_RAW DATA_
···

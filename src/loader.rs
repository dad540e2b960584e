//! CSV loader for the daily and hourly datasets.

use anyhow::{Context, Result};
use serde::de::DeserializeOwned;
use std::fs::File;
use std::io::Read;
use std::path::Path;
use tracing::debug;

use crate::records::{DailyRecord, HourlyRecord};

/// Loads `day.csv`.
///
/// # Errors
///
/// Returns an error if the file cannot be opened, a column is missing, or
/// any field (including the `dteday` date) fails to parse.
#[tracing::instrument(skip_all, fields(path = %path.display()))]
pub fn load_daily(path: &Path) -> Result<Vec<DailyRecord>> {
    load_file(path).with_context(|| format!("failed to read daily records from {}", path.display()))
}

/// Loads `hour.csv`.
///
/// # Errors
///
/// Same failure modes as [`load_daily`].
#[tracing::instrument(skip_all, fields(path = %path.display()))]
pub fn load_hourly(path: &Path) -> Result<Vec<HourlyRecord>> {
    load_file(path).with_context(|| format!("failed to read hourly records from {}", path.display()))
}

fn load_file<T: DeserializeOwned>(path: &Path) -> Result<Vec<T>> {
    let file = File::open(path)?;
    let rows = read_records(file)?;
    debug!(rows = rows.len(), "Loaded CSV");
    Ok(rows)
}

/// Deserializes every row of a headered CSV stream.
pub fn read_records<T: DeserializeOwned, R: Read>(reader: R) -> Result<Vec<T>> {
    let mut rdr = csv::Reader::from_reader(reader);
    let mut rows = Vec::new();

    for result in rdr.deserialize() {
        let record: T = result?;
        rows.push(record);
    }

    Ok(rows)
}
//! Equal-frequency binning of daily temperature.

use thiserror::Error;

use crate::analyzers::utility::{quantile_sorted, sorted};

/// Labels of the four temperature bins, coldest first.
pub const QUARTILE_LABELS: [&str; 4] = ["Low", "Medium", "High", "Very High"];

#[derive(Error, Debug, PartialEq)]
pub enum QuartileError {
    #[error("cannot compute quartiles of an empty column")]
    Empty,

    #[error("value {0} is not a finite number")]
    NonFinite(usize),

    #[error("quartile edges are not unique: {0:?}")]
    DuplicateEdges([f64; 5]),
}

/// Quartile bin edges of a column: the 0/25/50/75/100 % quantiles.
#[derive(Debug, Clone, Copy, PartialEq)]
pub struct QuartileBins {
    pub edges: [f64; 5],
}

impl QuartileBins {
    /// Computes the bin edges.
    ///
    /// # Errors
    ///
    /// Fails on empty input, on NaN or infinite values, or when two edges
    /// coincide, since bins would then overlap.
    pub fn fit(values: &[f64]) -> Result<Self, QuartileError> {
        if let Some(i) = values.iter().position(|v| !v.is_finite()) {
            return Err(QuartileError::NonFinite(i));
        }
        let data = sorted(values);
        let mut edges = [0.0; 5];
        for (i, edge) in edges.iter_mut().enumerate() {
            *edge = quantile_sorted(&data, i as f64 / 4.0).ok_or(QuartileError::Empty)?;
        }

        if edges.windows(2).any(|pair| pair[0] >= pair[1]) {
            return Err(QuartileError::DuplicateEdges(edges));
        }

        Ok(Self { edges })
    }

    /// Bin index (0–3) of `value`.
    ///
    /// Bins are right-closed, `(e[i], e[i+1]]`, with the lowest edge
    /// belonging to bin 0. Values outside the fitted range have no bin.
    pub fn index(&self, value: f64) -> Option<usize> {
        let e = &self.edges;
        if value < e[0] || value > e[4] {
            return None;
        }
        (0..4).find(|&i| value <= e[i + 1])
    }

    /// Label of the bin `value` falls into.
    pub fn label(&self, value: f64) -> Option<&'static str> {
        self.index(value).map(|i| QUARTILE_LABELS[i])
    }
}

···

_TASK TO COMPLETE_
Using the data above, restate word for word the lines from its opening line through the line that contains "#[derive(Error, Debug, PartialEq)]", and no more.

_RESULT FOR THIS EXERCISE_
filename src/loader.rs
repository dad540e2b960584e
//! CSV loader for the daily and hourly datasets.

use anyhow::{Context, Result};
use serde::de::DeserializeOwned;
use std::fs::File;
use std::io::Read;
use std::path::Path;
use tracing::debug;

use crate::records::{DailyRecord, HourlyRecord};

/// Loads `day.csv`.
///
/// # Errors
///
/// Returns an error if the file cannot be opened, a column is missing, or
/// any field (including the `dteday` date) fails to parse.
#[tracing::instrument(skip_all, fields(path = %path.display()))]
pub fn load_daily(path: &Path) -> Result<Vec<DailyRecord>> {
    load_file(path).with_context(|| format!("failed to read daily records from {}", path.display()))
}

/// Loads `hour.csv`.
///
/// # Errors
///
/// Same failure modes as [`load_daily`].
#[tracing::instrument(skip_all, fields(path = %path.display()))]
pub fn load_hourly(path: &Path) -> Result<Vec<HourlyRecord>> {
    load_file(path).with_context(|| format!("failed to read hourly records from {}", path.display()))
}

fn load_file<T: DeserializeOwned>(path: &Path) -> Result<Vec<T>> {
    let file = File::open(path)?;
    let rows = read_records(file)?;
    debug!(rows = rows.len(), "Loaded CSV");
    Ok(rows)
}

/// Deserializes every row of a headered CSV stream.
pub fn read_records<T: DeserializeOwned, R: Read>(reader: R) -> Result<Vec<T>> {
    let mut rdr = csv::Reader::from_reader(reader);
    let mut rows = Vec::new();

    for result in rdr.deserialize() {
        let record: T = result?;
        rows.push(record);
    }

    Ok(rows)
}
//! Equal-frequency binning of daily temperature.

use thiserror::Error;

use crate::analyzers::utility::{quantile_sorted, sorted};

/// Labels of the four temperature bins, coldest first.
pub const QUARTILE_LABELS: [&str; 4] = ["Low", "Medium", "High", "Very High"];

#[derive(Error, Debug, PartialEq)]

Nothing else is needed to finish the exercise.